Today we publish our Human Rights Commitment, clarifying our understanding of our responsibilities – and encouraging businesses to step up work on Human Rights Due Diligence (HRDD).

Today, Fairtrade International publishes its Human Rights Commitment, clarifying our understanding of Fairtrade’s human rights responsibilities – and encouraging businesses to also step up their work on Human Rights Due Diligence (HRDD). The Commitment is the result of three years of dialogue among Fairtrade actors in Africa, Asia-Pacific, the Americas and Europe.

“We want to recognize our responsibilities, although Human Rights Policy Commitments are still rare among NGOs and multi-stakeholder initiatives,” says Mary Kinyua, Chair of Fairtrade International.

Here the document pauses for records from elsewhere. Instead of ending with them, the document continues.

// ============================================================================
// Retry
// ============================================================================

#[derive(Debug, Clone)]
pub struct RetryPolicy {
    pub max_attempts: u32,
    pub initial_backoff_ms: u64,
    pub max_backoff_ms: u64,
}

impl Default for RetryPolicy {
    fn default() -> Self {
        Self {
            max_attempts: 3,
            initial_backoff_ms: 250,
            max_backoff_ms: 2_000,
        }
    }
}

fn status_is_retryable(status: reqwest::StatusCode) -> bool {
    status == reqwest::StatusCode::TOO_MANY_REQUESTS
        || status == reqwest::StatusCode::REQUEST_TIMEOUT
        || status.is_server_error()
}

fn retry_delay(
    attempt: u32,
    policy: &RetryPolicy,
    retry_after: Option<&reqwest::header::HeaderValue>,
) -> Duration {
    if let Some(value) = retry_after.and_then(|v| v.to_str().ok()) {
        if let Ok(secs) = value.parse::<u64>() {
            return Duration::from_secs(secs.min(30));
        }
    }

    let exponent = 2u64.saturating_pow(attempt.saturating_sub(1));
    let base = policy
        .initial_backoff_ms
        .saturating_mul(exponent)
        .min(policy.max_backoff_ms);
    Duration::from_millis(base)
}

/// Send a request, retrying rate limits, 5xx, and transport timeouts.
pub async fn send_with_retry(
    request: reqwest::RequestBuilder,
    policy: &RetryPolicy,
) -> Result<reqwest::Response, reqwest::Error> {
    let attempts = policy.max_attempts.max(1);
    for attempt in 1..=attempts {
        let Some(cloned) = request.try_clone() else {
            return request.send().await;
        };

        match cloned.send().await {
            Ok(response) => {
                let status = response.status();
                if status_is_retryable(status) && attempt < attempts {
                    let delay = retry_delay(
                        attempt,
                        policy,
                        response.headers().get(reqwest::header::RETRY_AFTER),
                    );
                    log::warn!(
                        "google_api retry {}/{} after status {} (sleep {:?})",
                        attempt,
                        attempts,
                        status,
                        delay
                    );
                    tokio::time::sleep(delay).await;
                    continue;
                }
                return Ok(response);
            }
            Err(err) => {
                if (err.is_timeout() || err.is_connect()) && attempt < attempts {
                    let delay = retry_delay(attempt, policy, None);
                    log::warn!(
                        "google_api retry {}/{} after transport error: {} (sleep {:?})",
                        attempt,
                        attempts,
                        err,
                        delay
                    );
                    tokio::time::sleep(delay).await;
                    continue;
                }
                return Err(err);
            }
        }
    }

    // Unreachable in practice: the final attempt always returns above.
    request.send().await
}

// ============================================================================
// Token provider
// ============================================================================

/// Yields a usable credential, refreshing transparently when expired.
#[async_trait]
pub trait TokenProvider: Send + Sync {
    /// Return a valid credential derived from `stored`.
    ///
    /// Does not persist anything; the caller owns storage of the returned
    /// value. Fails with [`AuthError::CredentialInvalid`] when no refresh is
    /// possible.
    async fn ensure_valid(&self, stored: Credential) -> Result<Credential, AuthError>;
}

/// Token provider backed by Google's token endpoint.
pub struct GoogleTokenProvider {
    client: reqwest::Client,
}

impl GoogleTokenProvider {
    pub fn new(timeout: Duration) -> Self {
        let client = reqwest::Client::builder()
            .timeout(timeout)
            .build()
            .unwrap_or_else(|_| reqwest::Client::new());
        Self { client }
    }

    /// Exchange the refresh token for a fresh access token + expiry.
    async fn refresh(&self, stored: &Credential) -> Result<Credential, AuthError> {
        let refresh_token = stored
            .refresh_token
            .as_deref()
            .ok_or(AuthError::CredentialInvalid)?;

        let mut form = vec![
            ("client_id", stored.client_id.as_str()),
            ("refresh_token", refresh_token),
            ("grant_type", "refresh_token"),
        ];
        if let Some(secret) = stored.client_secret.as_deref() {
            form.push(("client_secret", secret));
        }

        let resp = self
            .client
            .post(&stored.token_uri)
            .form(&form)
            .send()
            .await?;
        let status = resp.status();
        let body_text = resp.text().await.unwrap_or_default();

        if !status.is_success() {
            return Err(map_refresh_error(status.as_u16(), &body_text));
        }

        let body: serde_json::Value = serde_json::from_str(&body_text)?;
        let access_token = body["access_token"]
            .as_str()
            .ok_or_else(|| AuthError::Endpoint("no access_token in response".into()))?;
        let expires_in = body["expires_in"].as_u64().unwrap_or(3600);
        let expiry = chrono::Utc::now() + chrono::Duration::seconds(expires_in as i64);

        let mut refreshed = stored.clone();
        refreshed.token = access_token.to_string();
        refreshed.expiry = Some(expiry.to_rfc3339());
        Ok(refreshed)
    }
}

#[async_trait]
impl TokenProvider for GoogleTokenProvider {
    async fn ensure_valid(&self, stored: Credential) -> Result<Credential, AuthError> {
        if !stored.is_expired() {
            return Ok(stored);
        }
        log::info!("Access token expired, refreshing");
        self.refresh(&stored).await
    }
}

fn map_refresh_error(status: u16, body: &str) -> AuthError {
    let lowered = body.to_lowercase();
    if (status == 400 || status == 401)
        && (lowered.contains("invalid_grant") || lowered.contains("token has been expired"))
    {
        return AuthError::CredentialInvalid;
    }
    AuthError::Endpoint(format!("HTTP {}: {}", status, body))
}

// ============================================================================
// Consent flow (auth URL + code exchange)
// ============================================================================

/// Build the Google consent URL the client should visit.
pub fn auth_url(google: &crate::config::GoogleConfig, redirect_uri: &str) -> String {
    let scope_string = SCOPES.join(" ");
    format!(
        "{}?client_id={}&redirect_uri={}&response_type=code&scope={}&access_type=offline&prompt=consent",
        google.auth_uri,
        urlencode(&google.client_id),
        urlencode(redirect_uri),
        urlencode(&scope_string),
    )
}

/// Exchange an authorization code for a credential, then resolve the
/// account email from the Gmail profile (userinfo as fallback).
pub async fn exchange_code(
    google: &crate::config::GoogleConfig,
    code: &str,
    redirect_uri: &str,
) -> Result<Credential, AuthError> {
    let client = reqwest::Client::new();
    let mut form = vec![
        ("code", code),
        ("client_id", google.client_id.as_str()),
        ("redirect_uri", redirect_uri),
        ("grant_type", "authorization_code"),
    ];
    if let Some(secret) = google.client_secret.as_deref() {
        form.push(("client_secret", secret));
    }

    let resp = client.post(&google.token_uri).form(&form).send().await?;
    let status = resp.status();
    let body_text = resp.text().await.unwrap_or_default();
    if !status.is_success() {
        return Err(AuthError::Endpoint(format!(
            "code exchange failed: HTTP {}: {}",
            status, body_text
        )));
    }

    let body: serde_json::Value = serde_json::from_str(&body_text)?;
    let access_token = body["access_token"]
        .as_str()
        .ok_or_else(|| AuthError::Endpoint("no access_token in response".into()))?
        .to_string();
    let refresh_token = body["refresh_token"].as_str().map(|s| s.to_string());
    let expires_in = body["expires_in"].as_u64().unwrap_or(3600);
    let expiry = chrono::Utc::now() + chrono::Duration::seconds(expires_in as i64);

    let email = fetch_account_email(&client, &access_token).await;

    Ok(Credential {
        token: access_token,
        refresh_token,
        token_uri: google.token_uri.clone(),
        client_id: google.client_id.clone(),
        client_secret: google.client_secret.clone(),
        expiry: Some(expiry.to_rfc3339()),
        account: email,
    })
}

/// Resolve the authenticated address: Gmail profile first, userinfo second.
async fn fetch_account_email(client: &reqwest::Client, access_token: &str) -> Option<String> {
    if let Ok(resp) = client
        .get("https://gmail.googleapis.com/gmail/v1/users/me/profile")
        .bearer_auth(access_token)
        .send()
        .await
    {
        if resp.status().is_success() {
            if let Ok(body) = resp.json::<serde_json::Value>().await {
                if let Some(email) = body["emailAddress"].as_str() {
                    return Some(email.to_string());
                }
            }
        }
    }

    if let Ok(resp) = client
        .get("https://www.googleapis.com/oauth2/v2/userinfo")
        .bearer_auth(access_token)
        .send()
        .await
    {
        if resp.status().is_success() {
            if let Ok(body) = resp.json::<serde_json::Value>().await {
                if let Some(email) = body["email"].as_str() {
                    return Some(email.to_string());
                }
            }
        }
    }

    None
}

Fairtrade works in locations and supply chains that have many systemic human rights challenges: widespread poverty, deep imbalances of power, and discriminatory social norms. Fairtrade exists to empower farmers and workers and advance their rights – using ongoing support and training for farmers and workers, certification, partnerships, advocacy work, research and awareness raising. Yet, despite our efforts, human rights violations have also sometimes been found in Fairtrade supply chains.

“All our work seeks to mitigate, prevent and advance the remediation of human rights violations. Where Fairtrade certified actors breach human rights in Fairtrade Standards, we seek to protect the impacted persons and facilitate effective corrective measures,” says Tytti Nahi, Lead on Business and Human Rights at Fairtrade’s HRDD Centre of Excellence.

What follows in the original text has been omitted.